Due to the vast amount of user data tracked online, the use of data-based analytical methods is becoming increasingly common for e-businesses. Recently the term analytical eCRM has been used to refer to the use of such methods in the online world. A characteristic of most of the current approaches in eCRM is that they use data collected about users' activities at a single site only and, as we argue in this paper, this can present an incomplete picture of user activity. However, it is possible to obtain a complete picture of user activity from across-site data on users.
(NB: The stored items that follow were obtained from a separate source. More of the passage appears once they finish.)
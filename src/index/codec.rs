//! Index file codec.
//!
//! Format: a flat run of 16-byte records `[start u64 BE][size u64 BE]`,
//! no header, no trailer. An empty or absent file means "no delta".
//! A length that is not a multiple of 16 is a decode error.

use byteorder::{BigEndian, ByteOrder};
use std::fs::{self, File, OpenOptions};
use std::io::Write;
use std::os::unix::fs::{FileExt, PermissionsExt};
use std::path::Path;

use super::{Interval, IntervalIndex};
use crate::consts::{INDEX_RECORD_SIZE, INDEX_TMP_SUFFIX};
use crate::error::{IoContext, Result, SnapError};
use crate::metrics::record_index_sync;

pub fn encode(idx: &IntervalIndex) -> Vec<u8> {
    let mut out = vec![0u8; idx.len() * INDEX_RECORD_SIZE];
    for (i, e) in idx.entries().iter().enumerate() {
        let off = i * INDEX_RECORD_SIZE;
        BigEndian::write_u64(&mut out[off..off + 8], e.start);
        BigEndian::write_u64(&mut out[off + 8..off + 16], e.size);
    }
    out
}

/// Decode raw index bytes; `path` only names the source in errors.
pub fn decode(bytes: &[u8], path: &Path) -> Result<IntervalIndex> {
    if bytes.len() % INDEX_RECORD_SIZE != 0 {
        return Err(SnapError::corrupt(
            path,
            format!(
                "length {} is not a multiple of {}",
                bytes.len(),
                INDEX_RECORD_SIZE
            ),
        ));
    }
    let entries = bytes
        .chunks_exact(INDEX_RECORD_SIZE)
        .map(|rec| {
            Interval::new(
                BigEndian::read_u64(&rec[0..8]),
                BigEndian::read_u64(&rec[8..16]),
            )
        })
        .collect();
    Ok(IntervalIndex::from_entries(entries))
}

/// Load an index from disk. Missing file → empty index.
pub fn load_index(path: &Path) -> Result<IntervalIndex> {
    match fs::read(path) {
        Ok(bytes) => decode(&bytes, path),
        Err(e) if e.kind() == std::io::ErrorKind::NotFound => Ok(IntervalIndex::new()),
        Err(e) => Err(e).with_context(|| format!("read index {}", path.display())),
    }
}

/// Coalesce and write an index atomically (tmp+rename), then set its mode.
///
/// The rename replaces the directory entry, so a hard-linked index shared
/// with a clone keeps its old content on the other side.
pub fn store_index(path: &Path, idx: &IntervalIndex, mode: u32) -> Result<()> {
    let c = idx.coalesced_copy();
    let bytes = encode(&c);

    let mut tmp_name = path.as_os_str().to_owned();
    tmp_name.push(INDEX_TMP_SUFFIX);
    let tmp = Path::new(&tmp_name);

    let mut f = OpenOptions::new()
        .create(true)
        .truncate(true)
        .write(true)
        .open(tmp)
        .with_context(|| format!("open {}", tmp.display()))?;
    f.write_all(&bytes)
        .with_context(|| format!("write {}", tmp.display()))?;
    let _ = f.sync_all();
    drop(f);

    fs::set_permissions(tmp, fs::Permissions::from_mode(mode))
        .with_context(|| format!("chmod {}", tmp.display()))?;
    fs::rename(tmp, path)
        .with_context(|| format!("rename {} -> {}", tmp.display(), path.display()))?;
    record_index_sync();
    Ok(())
}

/// Rewrite an already open (HEAD) index file in place.
pub fn write_index_to(f: &File, idx: &IntervalIndex, path: &Path) -> Result<()> {
    let bytes = encode(idx);
    f.set_len(0)
        .with_context(|| format!("truncate index {}", path.display()))?;
    if !bytes.is_empty() {
        f.write_all_at(&bytes, 0)
            .with_context(|| format!("write index {}", path.display()))?;
    }
    record_index_sync();
    Ok(())
}
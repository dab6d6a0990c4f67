//! Per-path attribute store.
//!
//! The engine needs two attributes: the snapshot-root mark on a file's
//! directory and the movable content-identity tag carried by HEAD data.
//! Attributes are keyed by path; renaming a path does not move its
//! attributes, callers move them explicitly.
//!
//! Implementations:
//! - MemAttrs: in-process map (tests, embedding hosts with their own xattr layer).
//! - JsonAttrs: persisted map at <volume>/.fsnap/attrs.json, written tmp+rename.

use serde::{Deserialize, Serialize};
use std::collections::BTreeMap;
use std::fs::{self, OpenOptions};
use std::io::Write;
use std::path::{Path, PathBuf};
use std::sync::Mutex;

use crate::error::{IoContext, Result, SnapError};

pub trait AttrStore: Send + Sync {
    fn get(&self, path: &Path, key: &str) -> Result<Option<Vec<u8>>>;
    fn set(&self, path: &Path, key: &str, value: &[u8]) -> Result<()>;
    /// Removing a missing attribute is not an error.
    fn remove(&self, path: &Path, key: &str) -> Result<()>;

    /// Move one attribute from `from` to `to`. Returns whether it existed.
    fn transfer(&self, from: &Path, to: &Path, key: &str) -> Result<bool> {
        match self.get(from, key)? {
            Some(v) => {
                self.remove(from, key)?;
                self.set(to, key, &v)?;
                Ok(true)
            }
            None => Ok(false),
        }
    }
}

type AttrMap = BTreeMap<String, BTreeMap<String, Vec<u8>>>;

fn poisoned() -> SnapError {
    SnapError::invalid_state("attribute store lock poisoned")
}

#[derive(Default)]
pub struct MemAttrs {
    map: Mutex<AttrMap>,
}

impl MemAttrs {
    pub fn new() -> Self {
        Self::default()
    }
}

fn path_key(p: &Path) -> String {
    p.to_string_lossy().into_owned()
}

impl AttrStore for MemAttrs {
    fn get(&self, path: &Path, key: &str) -> Result<Option<Vec<u8>>> {
        let m = self.map.lock().map_err(|_| poisoned())?;
        Ok(m.get(&path_key(path)).and_then(|a| a.get(key)).cloned())
    }

    fn set(&self, path: &Path, key: &str, value: &[u8]) -> Result<()> {
        let mut m = self.map.lock().map_err(|_| poisoned())?;
        m.entry(path_key(path))
            .or_default()
            .insert(key.to_string(), value.to_vec());
        Ok(())
    }

    fn remove(&self, path: &Path, key: &str) -> Result<()> {
        let mut m = self.map.lock().map_err(|_| poisoned())?;
        let pk = path_key(path);
        if let Some(a) = m.get_mut(&pk) {
            a.remove(key);
            if a.is_empty() {
                m.remove(&pk);
            }
        }
        Ok(())
    }
}

#[derive(Debug, Default, Serialize, Deserialize)]
struct AttrFile {
    // path (relative to base) -> key -> value
    entries: AttrMap,
}

/// Attribute map persisted as JSON. Paths under `base` are stored relative
/// to it so the volume can be moved.
pub struct JsonAttrs {
    base: PathBuf,
    file: PathBuf,
    state: Mutex<AttrFile>,
}

impl JsonAttrs {
    pub fn open(base: &Path, file: &Path) -> Result<Self> {
        let state = if file.exists() {
            let bytes = fs::read(file).with_context(|| format!("read {}", file.display()))?;
            serde_json::from_slice(&bytes)
                .map_err(|e| SnapError::corrupt(file, format!("parse attrs: {}", e)))?
        } else {
            AttrFile::default()
        };
        Ok(Self {
            base: base.to_path_buf(),
            file: file.to_path_buf(),
            state: Mutex::new(state),
        })
    }

    fn key_of(&self, p: &Path) -> String {
        match p.strip_prefix(&self.base) {
            Ok(rel) => path_key(rel),
            Err(_) => path_key(p),
        }
    }

    fn save(&self, st: &AttrFile) -> Result<()> {
        let dir = self.file.parent().unwrap_or_else(|| Path::new("."));
        fs::create_dir_all(dir).with_context(|| format!("create {}", dir.display()))?;
        let mut tmp_name = self.file.as_os_str().to_owned();
        tmp_name.push(".tmp");
        let tmp = PathBuf::from(tmp_name);

        let data = serde_json::to_vec_pretty(st)
            .map_err(|e| SnapError::corrupt(&self.file, format!("serialize attrs: {}", e)))?;
        let mut f = OpenOptions::new()
            .create(true)
            .truncate(true)
            .write(true)
            .open(&tmp)
            .with_context(|| format!("open {}", tmp.display()))?;
        f.write_all(&data)
            .with_context(|| format!("write {}", tmp.display()))?;
        let _ = f.sync_all();

        fs::rename(&tmp, &self.file)
            .with_context(|| format!("rename {} -> {}", tmp.display(), self.file.display()))?;
        Ok(())
    }
}

impl AttrStore for JsonAttrs {
    fn get(&self, path: &Path, key: &str) -> Result<Option<Vec<u8>>> {
        let st = self.state.lock().map_err(|_| poisoned())?;
        Ok(st
            .entries
            .get(&self.key_of(path))
            .and_then(|a| a.get(key))
            .cloned())
    }

    fn set(&self, path: &Path, key: &str, value: &[u8]) -> Result<()> {
        let mut st = self.state.lock().map_err(|_| poisoned())?;
        st.entries
            .entry(self.key_of(path))
            .or_default()
            .insert(key.to_string(), value.to_vec());
        self.save(&st)
    }

    fn remove(&self, path: &Path, key: &str) -> Result<()> {
        let mut st = self.state.lock().map_err(|_| poisoned())?;
        let pk = self.key_of(path);
        let changed = match st.entries.get_mut(&pk) {
            Some(a) => {
                let had = a.remove(key).is_some();
                if a.is_empty() {
                    st.entries.remove(&pk);
                }
                had
            }
            None => false,
        };
        if changed {
            self.save(&st)?;
        }
        Ok(())
    }
}
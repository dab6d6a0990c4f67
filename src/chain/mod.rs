//! Layer chains.
//!
//! - open.rs:  chain opener (HEAD → … → ROOT, depth-capped).
//! - read.rs:  cross-layer reader (newest layer wins, nested overwrites clip).
//! - write.rs: writer (HEAD only) and index persistence.
//!
//! A LayerSet is the in-memory view of one chain: `layers[0]` is the top
//! layer (HEAD for file handles, a named snapshot for snapshot readers),
//! the last element is ROOT. Only `layers[0]` of a writable set is mutable.

mod open;
mod read;
mod write;

pub use read::ReadOutcome;

use std::fs::File;
use std::path::{Path, PathBuf};

use crate::config::IndexSync;
use crate::index::IntervalIndex;

pub struct Layer {
    name: String,
    data: File,
    data_path: PathBuf,
    index: IntervalIndex,
    index_path: PathBuf,
    // HEAD of a writable set only
    index_file: Option<File>,
}

impl Layer {
    pub fn name(&self) -> &str {
        &self.name
    }

    pub fn index(&self) -> &IntervalIndex {
        &self.index
    }

    pub fn data_path(&self) -> &Path {
        &self.data_path
    }

    pub fn index_path(&self) -> &Path {
        &self.index_path
    }
}

pub struct LayerSet {
    root: PathBuf,
    layers: Vec<Layer>,
    writable: bool,
    sync: IndexSync,
    index_dirty: bool,
}

impl LayerSet {
    pub fn root(&self) -> &Path {
        &self.root
    }

    pub fn layers(&self) -> &[Layer] {
        &self.layers
    }

    pub fn depth(&self) -> usize {
        self.layers.len()
    }

    pub fn is_writable(&self) -> bool {
        self.writable
    }

    /// Names from the top layer down to ROOT.
    pub fn names(&self) -> Vec<String> {
        self.layers.iter().map(|l| l.name.clone()).collect()
    }
}

impl Drop for LayerSet {
    fn drop(&mut self) {
        if self.index_dirty {
            if let Err(e) = self.sync_index() {
                log::warn!("index sync on close failed for {}: {}", self.root.display(), e);
            }
        }
    }
}
//! Snapshot creation.

use std::fs;

use super::{Lifecycle, StepExt};
use crate::consts::{
    FROZEN_DATA_MODE, FROZEN_INDEX_MODE, HEAD, HEAD_INDEX_MODE, IDENTITY_KEY, SNAP_ROOT_KEY,
    SNAP_ROOT_VALUE, TEMP_PART_SUFFIX,
};
use crate::error::{IoContext, Result, SnapError};
use crate::index::{load_index, store_index, IntervalIndex};
use crate::layout::{
    create_sparse_data, make_dir, owner_of, set_mode, sibling_with_suffix, validate_snapshot_name,
};
use crate::metrics::record_snapshot_created;

impl<'a> Lifecycle<'a> {
    /// PLAIN → SNAPSHOTTED. The file's bytes become layer `name` (ROOT) and
    /// a fresh sparse HEAD of the same length is stacked on top.
    pub fn create_first(&self, name: &str) -> Result<()> {
        const OP: &str = "create first snapshot";
        validate_snapshot_name(name)?;
        let path = self.path;
        let layout = &self.layout;

        let md = fs::metadata(path)
            .with_context(|| format!("stat {}", path.display()))
            .step(OP, "capture stat")?;
        if !md.is_file() {
            return Err(SnapError::invalid_state(format!(
                "{} is not a regular file",
                path.display()
            )));
        }
        let size = md.len();
        let mode = {
            use std::os::unix::fs::PermissionsExt;
            md.permissions().mode() & 0o7777
        };
        let owner = owner_of(&md);
        let identity = self.attrs.get(path, IDENTITY_KEY)?;

        // 1. move the data aside
        let part = sibling_with_suffix(path, TEMP_PART_SUFFIX);
        if part.symlink_metadata().is_ok() {
            return Err(SnapError::AlreadyExists(part.display().to_string()));
        }
        fs::rename(path, &part)
            .with_context(|| format!("rename {} -> {}", path.display(), part.display()))
            .step(OP, "move data aside")?;
        self.attrs
            .remove(path, IDENTITY_KEY)
            .step(OP, "strip identity")?;

        // 2. the path becomes a snapshot root directory
        make_dir(path, self.cfg.dir_mode, owner).step(OP, "make snapshot root")?;
        self.attrs
            .set(path, SNAP_ROOT_KEY, SNAP_ROOT_VALUE)
            .step(OP, "mark snapshot root")?;

        // 3. ROOT layer: original bytes, read-only, index [0, size)
        make_dir(&layout.layer_dir(name), self.cfg.dir_mode, owner).step(OP, "make layer dir")?;
        let data = layout.data_path(name);
        fs::rename(&part, &data)
            .with_context(|| format!("rename {} -> {}", part.display(), data.display()))
            .step(OP, "move data into layer")?;
        set_mode(&data, FROZEN_DATA_MODE).step(OP, "freeze data")?;
        store_index(
            &layout.index_path(name),
            &IntervalIndex::full(size),
            FROZEN_INDEX_MODE,
        )
        .step(OP, "write root index")?;

        // 4. fresh HEAD
        self.make_head(size, mode, owner, identity.as_deref())
            .step(OP, "create HEAD")?;
        layout
            .set_parent(HEAD, Some(name))
            .step(OP, "link HEAD to parent")?;

        record_snapshot_created();
        log::info!(
            "snapshot '{}' created for {} ({} bytes, first)",
            name,
            path.display(),
            size
        );
        Ok(())
    }

    /// SNAPSHOTTED: freeze HEAD under `name` and stack a fresh HEAD on it.
    pub fn create_chained(&self, name: &str) -> Result<()> {
        const OP: &str = "create snapshot";
        validate_snapshot_name(name)?;
        let layout = &self.layout;
        if layout.has_layer(name) {
            return Err(SnapError::AlreadyExists(format!(
                "snapshot '{}' of {}",
                name,
                self.path.display()
            )));
        }

        let head_data = layout.data_path(HEAD);
        let md = fs::metadata(&head_data)
            .with_context(|| format!("stat {}", head_data.display()))
            .step(OP, "stat HEAD")?;
        let size = md.len();
        let mode = {
            use std::os::unix::fs::PermissionsExt;
            md.permissions().mode() & 0o7777
        };
        let owner = owner_of(&md);
        let mut head_index = load_index(&layout.index_path(HEAD)).step(OP, "load HEAD index")?;
        head_index.sort_and_coalesce();

        // 1. previous newest frozen layer gets a child link
        if let Some(parent) = layout.parent_of(HEAD)? {
            layout
                .set_child(&parent, Some(name))
                .step(OP, "link parent to child")?;
        }

        // 2. HEAD becomes `name`
        let identity = self.attrs.get(&head_data, IDENTITY_KEY)?;
        self.attrs
            .remove(&head_data, IDENTITY_KEY)
            .step(OP, "strip identity")?;
        let from = layout.layer_dir(HEAD);
        let to = layout.layer_dir(name);
        fs::rename(&from, &to)
            .with_context(|| format!("rename {} -> {}", from.display(), to.display()))
            .step(OP, "rename HEAD")?;
        set_mode(&layout.data_path(name), FROZEN_DATA_MODE).step(OP, "freeze data")?;
        store_index(&layout.index_path(name), &head_index, FROZEN_INDEX_MODE)
            .step(OP, "persist frozen index")?;

        // 3. fresh HEAD on top
        self.make_head(size, mode, owner, identity.as_deref())
            .step(OP, "create HEAD")?;
        layout
            .set_parent(HEAD, Some(name))
            .step(OP, "link HEAD to parent")?;

        record_snapshot_created();
        log::info!(
            "snapshot '{}' created for {} ({} bytes, {} index entries)",
            name,
            self.path.display(),
            size,
            head_index.len()
        );
        Ok(())
    }

    /// mkdir HEAD + sparse data + empty index.
    pub(super) fn make_head(
        &self,
        size: u64,
        mode: u32,
        owner: (u32, u32),
        identity: Option<&[u8]>,
    ) -> Result<()> {
        make_dir(&self.layout.layer_dir(HEAD), self.cfg.dir_mode, owner)?;
        let data = self.layout.data_path(HEAD);
        create_sparse_data(&data, mode, owner, size)?;
        if let Some(id) = identity {
            self.attrs.set(&data, IDENTITY_KEY, id)?;
        }
        store_index(
            &self.layout.index_path(HEAD),
            &IntervalIndex::new(),
            HEAD_INDEX_MODE,
        )
    }
}
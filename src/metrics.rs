//! Lightweight global metrics for fsnap.
//!
//! Потокобезопасные атомарные счётчики для подсистем:
//! - cross-layer reads / HEAD writes
//! - index persistence
//! - snapshot lifecycle (create/delete/clone/rename)
//! - merge traffic during deletes

use serde::Serialize;
use std::sync::atomic::{AtomicU64, Ordering};

// ----- Reads / writes -----
static READ_CALLS: AtomicU64 = AtomicU64::new(0);
static READ_BYTES: AtomicU64 = AtomicU64::new(0);
static READ_LAYER_SEGMENTS: AtomicU64 = AtomicU64::new(0);
static WRITE_CALLS: AtomicU64 = AtomicU64::new(0);
static WRITE_BYTES: AtomicU64 = AtomicU64::new(0);

// ----- Index -----
static INDEX_SYNCS: AtomicU64 = AtomicU64::new(0);

// ----- Lifecycle -----
static SNAPSHOTS_CREATED: AtomicU64 = AtomicU64::new(0);
static SNAPSHOTS_DELETED: AtomicU64 = AtomicU64::new(0);
static SNAPSHOTS_CLONED: AtomicU64 = AtomicU64::new(0);
static SNAPSHOTS_RENAMED: AtomicU64 = AtomicU64::new(0);
static REVERTS_TO_PLAIN: AtomicU64 = AtomicU64::new(0);

// ----- Merge -----
static MERGE_BYTES_COPIED: AtomicU64 = AtomicU64::new(0);

#[derive(Debug, Clone, Default, Serialize)]
pub struct MetricsSnapshot {
    pub read_calls: u64,
    pub read_bytes: u64,
    pub read_layer_segments: u64,
    pub write_calls: u64,
    pub write_bytes: u64,

    pub index_syncs: u64,

    pub snapshots_created: u64,
    pub snapshots_deleted: u64,
    pub snapshots_cloned: u64,
    pub snapshots_renamed: u64,
    pub reverts_to_plain: u64,

    pub merge_bytes_copied: u64,
}

impl MetricsSnapshot {
    /// Average number of layer segments stitched per read.
    pub fn avg_segments_per_read(&self) -> f64 {
        if self.read_calls == 0 {
            0.0
        } else {
            self.read_layer_segments as f64 / self.read_calls as f64
        }
    }
}

// ----- Recorders (reads / writes) -----
pub fn record_read(bytes: usize, segments: u64) {
    READ_CALLS.fetch_add(1, Ordering::Relaxed);
    READ_BYTES.fetch_add(bytes as u64, Ordering::Relaxed);
    READ_LAYER_SEGMENTS.fetch_add(segments, Ordering::Relaxed);
}

pub fn record_write(bytes: usize) {
    WRITE_CALLS.fetch_add(1, Ordering::Relaxed);
    WRITE_BYTES.fetch_add(bytes as u64, Ordering::Relaxed);
}

pub fn record_index_sync() {
    INDEX_SYNCS.fetch_add(1, Ordering::Relaxed);
}

// ----- Recorders (lifecycle) -----
pub fn record_snapshot_created() {
    SNAPSHOTS_CREATED.fetch_add(1, Ordering::Relaxed);
}

pub fn record_snapshot_deleted() {
    SNAPSHOTS_DELETED.fetch_add(1, Ordering::Relaxed);
}

pub fn record_snapshot_cloned() {
    SNAPSHOTS_CLONED.fetch_add(1, Ordering::Relaxed);
}

pub fn record_snapshot_renamed() {
    SNAPSHOTS_RENAMED.fetch_add(1, Ordering::Relaxed);
}

pub fn record_revert_to_plain() {
    REVERTS_TO_PLAIN.fetch_add(1, Ordering::Relaxed);
}

pub fn record_merge_copy(bytes: usize) {
    MERGE_BYTES_COPIED.fetch_add(bytes as u64, Ordering::Relaxed);
}

// ----- Snapshot / Reset -----
pub fn metrics_snapshot() -> MetricsSnapshot {
    MetricsSnapshot {
        read_calls: READ_CALLS.load(Ordering::Relaxed),
        read_bytes: READ_BYTES.load(Ordering::Relaxed),
        read_layer_segments: READ_LAYER_SEGMENTS.load(Ordering::Relaxed),
        write_calls: WRITE_CALLS.load(Ordering::Relaxed),
        write_bytes: WRITE_BYTES.load(Ordering::Relaxed),

        index_syncs: INDEX_SYNCS.load(Ordering::Relaxed),

        snapshots_created: SNAPSHOTS_CREATED.load(Ordering::Relaxed),
        snapshots_deleted: SNAPSHOTS_DELETED.load(Ordering::Relaxed),
        snapshots_cloned: SNAPSHOTS_CLONED.load(Ordering::Relaxed),
        snapshots_renamed: SNAPSHOTS_RENAMED.load(Ordering::Relaxed),
        reverts_to_plain: REVERTS_TO_PLAIN.load(Ordering::Relaxed),

        merge_bytes_copied: MERGE_BYTES_COPIED.load(Ordering::Relaxed),
    }
}

pub fn metrics_reset() {
    READ_CALLS.store(0, Ordering::Relaxed);
    READ_BYTES.store(0, Ordering::Relaxed);
    READ_LAYER_SEGMENTS.store(0, Ordering::Relaxed);
    WRITE_CALLS.store(0, Ordering::Relaxed);
    WRITE_BYTES.store(0, Ordering::Relaxed);

    INDEX_SYNCS.store(0, Ordering::Relaxed);

    SNAPSHOTS_CREATED.store(0, Ordering::Relaxed);
    SNAPSHOTS_DELETED.store(0, Ordering::Relaxed);
    SNAPSHOTS_CLONED.store(0, Ordering::Relaxed);
    SNAPSHOTS_RENAMED.store(0, Ordering::Relaxed);
    REVERTS_TO_PLAIN.store(0, Ordering::Relaxed);

    MERGE_BYTES_COPIED.store(0, Ordering::Relaxed);
}
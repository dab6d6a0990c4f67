use anyhow::{Context, Result};
use std::path::PathBuf;

use fsnap::{Access, Volume};

pub fn exec(volume: PathBuf, file: PathBuf, len: u64) -> Result<()> {
    let vol = Volume::open(&volume)
        .with_context(|| format!("open volume {}", volume.display()))?;
    let h = vol
        .open_file(&file, Access::ReadWrite)
        .with_context(|| format!("open {}", file.display()))?;
    h.truncate(len)?;
    h.sync()?;
    println!("truncated {} to {} B", file.display(), len);
    Ok(())
}
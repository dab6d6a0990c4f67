//! Chain opener.

use std::fs::{File, OpenOptions};
use std::io::Read;
use std::os::unix::fs::OpenOptionsExt;
use std::path::Path;

use super::{Layer, LayerSet};
use crate::config::IndexSync;
use crate::consts::{HEAD, HEAD_INDEX_MODE};
use crate::error::{IoContext, Result, SnapError};
use crate::index::{decode, load_index};
use crate::layout::SnapLayout;

impl LayerSet {
    /// Open the chain of a snapshotted file from HEAD.
    ///
    /// `writable` opens HEAD data read-write and keeps its index file open
    /// for in-place rewrites; ancestors are always read-only.
    pub fn open(root: &Path, writable: bool, max_depth: usize, sync: IndexSync) -> Result<Self> {
        Self::open_from(root, HEAD, writable, max_depth, sync)
    }

    /// Read-only chain starting at a named snapshot.
    pub fn open_snapshot(root: &Path, name: &str, max_depth: usize) -> Result<Self> {
        let layout = SnapLayout::new(root);
        if name == HEAD {
            return Err(SnapError::InvalidName(name.to_string()));
        }
        if !layout.has_layer(name) {
            return Err(SnapError::not_found(format!(
                "snapshot '{}' of {}",
                name,
                root.display()
            )));
        }
        Self::open_from(root, name, false, max_depth, IndexSync::Deferred)
    }

    fn open_from(
        root: &Path,
        top: &str,
        writable: bool,
        max_depth: usize,
        sync: IndexSync,
    ) -> Result<Self> {
        let layout = SnapLayout::new(root);
        let mut layers: Vec<Layer> = Vec::new();

        // Top layer: caller's access mode.
        let data_path = layout.data_path(top);
        let data = OpenOptions::new()
            .read(true)
            .write(writable)
            .open(&data_path)
            .with_context(|| format!("open {}", data_path.display()))?;
        let index_path = layout.index_path(top);
        let (index, index_file) = if writable {
            let mut f = OpenOptions::new()
                .read(true)
                .write(true)
                .create(true)
                .mode(HEAD_INDEX_MODE)
                .open(&index_path)
                .with_context(|| format!("open index {}", index_path.display()))?;
            let idx = read_index_from(&mut f, &index_path)?;
            (idx, Some(f))
        } else {
            (load_index(&index_path)?, None)
        };
        layers.push(Layer {
            name: top.to_string(),
            data,
            data_path,
            index,
            index_path,
            index_file,
        });

        // Ancestors, read-only. On any error `layers` is dropped and every
        // descriptor opened so far is closed with it.
        let mut next = layout.parent_of(top)?;
        while let Some(name) = next {
            if layers.len() >= max_depth {
                log::error!(
                    "chain of {} deeper than {} layers",
                    root.display(),
                    max_depth
                );
                return Err(SnapError::ResourceExhausted {
                    path: root.display().to_string(),
                    max: max_depth,
                });
            }
            let data_path = layout.data_path(&name);
            let data = File::open(&data_path)
                .with_context(|| format!("open {}", data_path.display()))?;
            let index_path = layout.index_path(&name);
            let index = load_index(&index_path)?;
            next = layout.parent_of(&name)?;
            layers.push(Layer {
                name,
                data,
                data_path,
                index,
                index_path,
                index_file: None,
            });
        }

        log::debug!(
            "opened chain {} [{}] writable={}",
            root.display(),
            layers
                .iter()
                .map(|l| l.name.as_str())
                .collect::<Vec<_>>()
                .join(" <- "),
            writable
        );

        Ok(Self {
            root: root.to_path_buf(),
            layers,
            writable,
            sync,
            index_dirty: false,
        })
    }
}

fn read_index_from(f: &mut File, path: &Path) -> Result<crate::index::IntervalIndex> {
    let mut bytes = Vec::new();
    f.read_to_end(&mut bytes)
        .with_context(|| format!("read index {}", path.display()))?;
    decode(&bytes, path)
}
Such data is expensive, but can be obtained by firms directly from their users or from market data vendors. A critical question is whether such data is worth obtaining, an issue that little prior research has addressed. In this paper, using a data mining approach, we present an empirical analysis of the modeling benefits that can be obtained by having complete information. Our results suggest that the magnitudes of gains that can be obtained from complete data range from a few percentage points to 50 percent, depending on the problem for which it is used and the performance metrics considered. Qualitatively we find that variables related to customer loyalty and browsing intensity are particularly important and these variables are difficult to derive from data collected at a single site. More importantly, we find that a firm has to collect a reasonably large amount of complete data before any benefits can be reaped and caution against acquiring too little data.